Reformismo, en nombre de Trotsky

No sólo la burguesía y el stalinismo contribuyen al desprestigio de la figura y el legado revolucionario que representa León Trotsky.
En las propias filas del “trotskysmo”, muchas corrientes y organizaciones despliegan una práctica y una acción que escasos puntos de contacto comparten con las concepciones fundamentales que caracterizan al marxismo revolucionario, del que el dirigente soviético supo ser referencia indiscutida.
No son pocos quienes se reclaman herederos o continuadores de Trotsky. Pero, recogiendo sólo algunos planteos o análisis, es decir, fragmentando sus concepciones revolucionarias, constituyen, en síntesis, una expresión más del reformismo. De este modo, contribuyen a tergiversar la imagen del revolucionario y a generar innumerables prejuicios en las generaciones jóvenes hacia la figura de León Trotsky, ya que, generalmente, es asociada, erróneamente, con estas corrientes refomistas.

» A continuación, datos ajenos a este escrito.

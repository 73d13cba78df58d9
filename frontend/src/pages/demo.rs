use std::rc::Rc;

use wasm_bindgen_futures::spawn_local;
use web_sys::HtmlVideoElement;
use yew::prelude::*;

use crate::components::guardian::Guardian;
use crate::config;
use crate::demo::camera;
use crate::demo::catalog::SafeContentOption;
use crate::demo::driver::SequencerDriver;
use crate::demo::sequencer::SequencerState;
use crate::demo::session::{CameraStatus, DemoSession};

/// Camera answers carry the id of the request that produced them.
pub enum SessionAction {
    Open(u64),
    CameraGranted(u64),
    CameraDenied(u64),
    End,
}

impl Reducible for DemoSession {
    type Action = SessionAction;

    fn reduce(self: Rc<Self>, action: Self::Action) -> Rc<Self> {
        let next = match action {
            SessionAction::Open(request) => self.open(request),
            SessionAction::CameraGranted(request) => self.camera_granted(request),
            SessionAction::CameraDenied(request) => self.camera_denied(request),
            SessionAction::End => self.end(),
        };
        Rc::new(next)
    }
}

const DEMO_CSS: &str = r#"
    .youtube-container {
        position: relative;
        aspect-ratio: 16/9;
        border-radius: 16px;
        overflow: hidden;
        border: 3px solid transparent;
        transition: border-color 0.3s ease, box-shadow 0.3s ease;
    }
    .youtube-container iframe {
        width: 100%;
        height: 100%;
        border: none;
    }
    .youtube-container.danger-mode {
        border-color: var(--danger);
        box-shadow: 0 0 30px rgba(239, 68, 68, 0.6);
    }
    .demo-danger-overlay {
        position: absolute;
        inset: 0;
        display: flex;
        align-items: center;
        justify-content: center;
        background: rgba(127, 29, 29, 0.85);
        color: #fff;
        animation: fade-in 0.3s ease both;
    }
    .danger-pulse {
        text-align: center;
        animation: pulse 1s ease-in-out infinite;
    }
    .safe-content-badge {
        position: absolute;
        bottom: 12px;
        left: 12px;
        display: flex;
        gap: 0.5rem;
        padding: 0.5rem 1rem;
        border-radius: 999px;
        background: rgba(16, 185, 129, 0.92);
        color: #fff;
        animation: pop-in 0.3s ease both;
    }
    .camera-feed-container {
        position: relative;
        width: 280px;
        height: 210px;
        border-radius: 12px;
        overflow: hidden;
        background: #111;
    }
    .camera-feed {
        width: 100%;
        height: 100%;
        object-fit: cover;
    }
    .camera-label {
        position: absolute;
        bottom: 8px;
        left: 8px;
        color: #fff;
        font-size: 0.85rem;
    }
    .camera-active-indicator {
        position: absolute;
        top: 8px;
        right: 8px;
        color: #fff;
        font-weight: 700;
        animation: pulse 1.5s ease-in-out infinite;
    }
    .camera-denied {
        color: var(--danger);
        text-align: center;
    }
    .detection-message {
        margin: 1.5rem auto 0;
        max-width: 480px;
        padding: 0.75rem 1.5rem;
        border-radius: 12px;
        text-align: center;
        font-weight: 700;
        animation: drop-in 0.3s ease both;
    }
    .detection-message.danger {
        background: rgba(239, 68, 68, 0.15);
        color: var(--danger);
    }
    .detection-message.safe {
        background: rgba(16, 185, 129, 0.15);
        color: var(--success);
    }
    .history-item {
        display: grid;
        grid-template-columns: 110px 1fr auto;
        gap: 1rem;
        padding: 0.6rem 0;
        border-bottom: 1px solid var(--border);
    }
    @media (max-width: 768px) {
        .history-item {
            grid-template-columns: 1fr;
            gap: 0.25rem;
        }
    }
"#;

fn history_view(state: &SequencerState) -> Html {
    if state.history.is_empty() {
        return html! {
            <div class="history-empty">{"No detections yet. Watching for harmful content..."}</div>
        };
    }
    html! {
        { for state.history.iter().map(|item| html! {
            <div key={item.id} class="history-item">
                <span class="history-time">{item.time.clone()}</span>
                <span class="history-message">{item.message.clone()}</span>
                <span class="history-content">{item.content.clone()}</span>
            </div>
        }) }
    }
}

fn stats_view(state: &SequencerState, camera_live: bool) -> Html {
    let status_class = if state.is_danger_active { "danger" } else { "safe" };
    html! {
        <div class="demo-stats">
            <div class="stat-item">
                <span class="stat-label">{"Detection Status"}</span>
                <span class={classes!("stat-value", status_class)}>
                    { if state.is_danger_active { "🚨 THREAT DETECTED" } else { "✅ SAFE" } }
                </span>
            </div>
            <div class="stat-item">
                <span class="stat-label">{"Camera"}</span>
                <span class="stat-value">{ if camera_live { "🔴 ACTIVE" } else { "⚫ INACTIVE" } }</span>
            </div>
            <div class="stat-item">
                <span class="stat-label">{"Detections"}</span>
                <span class="stat-value">{state.history.len()}</span>
            </div>
        </div>
    }
}

#[function_component(Demo)]
pub fn demo() -> Html {
    let video_ref = use_node_ref();
    let session = use_reducer(DemoSession::default);
    let snapshot = use_state(SequencerState::default);
    let video_id = use_state(|| config::DEMO_VIDEO_ID);

    let driver = {
        let snapshot = snapshot.clone();
        let video_id = video_id.clone();
        use_memo(
            move |_| {
                SequencerDriver::new(
                    Callback::from(move |state: SequencerState| snapshot.set(state)),
                    Callback::from(move |option: &'static SafeContentOption| {
                        video_id.set(option.video_id)
                    }),
                )
            },
            (),
        )
    };

    // The sequencer only runs while the demo is open and the camera is live
    {
        let driver = driver.clone();
        use_effect_with_deps(
            move |monitoring| {
                if *monitoring {
                    driver.start();
                }
                move || driver.stop()
            },
            session.monitoring(),
        );
    }

    // Id of the newest camera request; bumped on open and on end
    let camera_request = use_mut_ref(|| 0u64);

    let open_demo = {
        let session = session.clone();
        let video_ref = video_ref.clone();
        let camera_request = camera_request.clone();
        Callback::from(move |_: MouseEvent| {
            let request = {
                let mut current = camera_request.borrow_mut();
                *current += 1;
                *current
            };
            session.dispatch(SessionAction::Open(request));
            let session = session.clone();
            let video_ref = video_ref.clone();
            let camera_request = camera_request.clone();
            spawn_local(async move {
                let result = camera::request_camera().await;
                let current = *camera_request.borrow() == request;
                match result {
                    Ok(stream) => match video_ref.cast::<HtmlVideoElement>() {
                        Some(video) if current => {
                            camera::attach(&video, &stream);
                            session.dispatch(SessionAction::CameraGranted(request));
                        }
                        _ => {
                            // The demo was ended or reopened while the prompt was up
                            log::debug!("Camera request {} is stale, stopping stream", request);
                            camera::stop_stream(&stream);
                        }
                    },
                    Err(e) if current => {
                        camera::notify_denied(&e);
                        session.dispatch(SessionAction::CameraDenied(request));
                    }
                    Err(e) => log::debug!("Ignoring stale camera error: {}", e),
                }
            });
        })
    };

    let end_demo = {
        let session = session.clone();
        let video_ref = video_ref.clone();
        let video_id = video_id.clone();
        let camera_request = camera_request.clone();
        Callback::from(move |_: MouseEvent| {
            *camera_request.borrow_mut() += 1;
            if let Some(video) = video_ref.cast::<HtmlVideoElement>() {
                camera::release(&video);
            }
            session.dispatch(SessionAction::End);
            video_id.set(config::DEMO_VIDEO_ID);
        })
    };

    let simulate = {
        let driver = driver.clone();
        Callback::from(move |_: MouseEvent| driver.simulate())
    };

    let reset = {
        let driver = driver.clone();
        Callback::from(move |_: MouseEvent| driver.dismiss())
    };

    let state = &*snapshot;
    let camera_live = session.camera == CameraStatus::Live;

    html! {
        <section id="demo" class="demo">
            <style>{DEMO_CSS}</style>
            <h2 class="reveal">{"AI Content "}<span>{"Detection Demo"}</span></h2>
            <p class="demo-subtitle reveal">
                {"See how KidSafe detects harmful content and automatically switches to safe alternatives"}
            </p>

            if !session.demo_open {
                <div class="demo-inactive rise">
                    <div class="demo-preview">
                        <Guardian active={false} />
                        <p>{"Click below to start the live demo"}</p>
                    </div>
                    <button class="btn-primary demo-start-btn" onclick={open_demo}>
                        {"🎥 Start Live Demo"}
                    </button>
                </div>
            } else {
                <div class="demo-active">
                    <div class="demo-container-active">
                        <div class={classes!("youtube-container", state.is_danger_active.then_some("danger-mode"))}>
                            <iframe
                                src={config::embed_url(*video_id)}
                                title="YouTube Demo"
                                allow="accelerometer; autoplay; clipboard-write; encrypted-media; gyroscope; picture-in-picture"
                                allowfullscreen=true
                            ></iframe>

                            if state.is_danger_active {
                                <div class="demo-danger-overlay">
                                    <div class="danger-pulse">
                                        <h3>{"🚫 Harmful Content Detected!"}</h3>
                                        <p>{"Automatically blocking and switching to safe content..."}</p>
                                    </div>
                                </div>
                            }

                            if let Some(safe) = state.active_safe_content {
                                <div class="safe-content-badge">
                                    <span class="badge-emoji">{safe.emoji}</span>
                                    <span class="badge-text">{format!("Switched to: {}", safe.title)}</span>
                                </div>
                            }
                        </div>

                        <div class="camera-feed-container">
                            <video ref={video_ref} autoplay=true muted=true class="camera-feed" />
                            <div class="camera-label">{"📷 Your Camera"}</div>
                            if camera_live {
                                <div class="camera-active-indicator">{"🔴 LIVE"}</div>
                            }
                        </div>
                    </div>

                    if session.camera == CameraStatus::Denied {
                        <p class="camera-denied">{camera::DENIED_NOTICE}</p>
                    }

                    if !state.current_message.is_empty() {
                        <div class={classes!("detection-message", if state.is_danger_active { "danger" } else { "safe" })}>
                            {state.current_message.clone()}
                        </div>
                    }

                    <div class="demo-controls">
                        <button class="btn-danger" onclick={simulate}>{"🚫 Simulate Harmful Content"}</button>
                        <button class="btn-success" onclick={reset}>{"✅ Reset to Normal"}</button>
                        <button class="btn-outline" onclick={end_demo}>{"❌ End Demo"}</button>
                    </div>

                    <div class="detection-history">
                        <h3>{"📋 Detection History"}</h3>
                        <div class="history-list">
                            { history_view(state) }
                        </div>
                    </div>

                    { stats_view(state, camera_live) }
                </div>
            }
        </section>
    }
}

El pacifismo, por ejemplo, es una característica que atraviesa a la inmensa mayoría de las corrientes que hoy se reivindican “trotskystas”. Aquel pacifismo que no hace más que “ablandar la voluntad del proletariado” del que nos previene el jefe del Ejército Rojo, es propagandizado incansablemente por los “trotskystas” de hoy. La negación de toda forma de lucha que se proponga superar las movilizaciones, los actos o los piquetes pacíficos, y la condena directa de las acciones violentas que lleva adelante el pueblo ejerciendo el legítimo derecho de expresar su bronca y ni qué decir de la violencia organizada por parte de la clase obrera en su lucha sindical o de las organizaciones político-militares que enfrentan al capitalismo y sus injusticias, son las expresiones más concretas de las enormes distancias que separan a quienes se hacen llamar “trotskystas” de las verdaderas concepciones de los revolucionarios.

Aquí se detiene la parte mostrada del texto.